As of June 2022, Big Island ratepayers paid on average 31C per kilowatt hour for the entire mix of energy supplied by Hawaiian Electric and 41C for oil-fueled energy supplied by Hamakua Energy.
Compare these prices with the 22C per kilowatt hour renewable energy Honua Ola Bioenergy would bring.
Honua Ola will generate firm, always-on energy needed to retire existing oil plants and stabilize the electric grid, enabling more capacity for weather dependent solar and wind in the future.
Honua Ola has also committed as a condition of its approval to be carbon negative, the only energy plant in the state to do so. We’ve asked the Public Utilities Commission to select an independent third party to monitor and confirm our carbon emissions and reduction, and agreed to continued PUC oversight to ensure we are carbon negative.
And we’ve committed to adhere to any additional requirements the PUC deems necessary to hold us accountable, now and in the future.
Honua Ola has invested more than half a billion dollars and our plant is 99% completed.

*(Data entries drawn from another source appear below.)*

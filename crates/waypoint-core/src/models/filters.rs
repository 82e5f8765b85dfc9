//! Filter types for querying tasks.

use super::{Task, TaskStatus};

/// Filter options for listing tasks.
#[derive(Debug, Clone, Default, PartialEq)]
pub struct TaskFilter {
    /// Only tasks in this status; `None` lists everything
    pub status: Option<TaskStatus>,
}

impl TaskFilter {
    /// Filter matching a single status.
    pub fn with_status(status: TaskStatus) -> Self {
        Self {
            status: Some(status),
        }
    }

    pub fn matches(&self, task: &Task) -> bool {
        self.status.map_or(true, |status| task.status == status)
    }
}

impl From<&crate::params::ListTasks> for TaskFilter {
    /// Convert ListTasks parameters to a TaskFilter.
    ///
    /// # Examples
    ///
    /// ```rust
    /// use waypoint_core::{
    ///     models::{TaskFilter, TaskStatus},
    ///     params::ListTasks,
    /// };
    ///
    /// let params = ListTasks { status: None };
    /// let filter: TaskFilter = (&params).into();
    /// assert_eq!(filter.status, None);
    ///
    /// let params = ListTasks {
    ///     status: Some(TaskStatus::Completed),
    /// };
    /// let filter: TaskFilter = (&params).into();
    /// assert_eq!(filter.status, Some(TaskStatus::Completed));
    /// ```
    fn from(params: &crate::params::ListTasks) -> Self {
        Self {
            status: params.status,
        }
    }
}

The PUC approved Honua Ola’s power purchase agreement in 2013, and again in 2017. And still we are being challenged on pricing even as the volatility of oil prices continue, and local oil-fueled energy prices climb as high as 41C per kilowatt hour (more than double a year ago).
Honua Ola is ready to get underway, providing Hawai’i Island residents with the reliable prices and dependable supply they need, and the greener, healthier future they deserve.
“Everybody wants Hawaii to be 100 percent renewable by 2045. The only way is with plants like this.”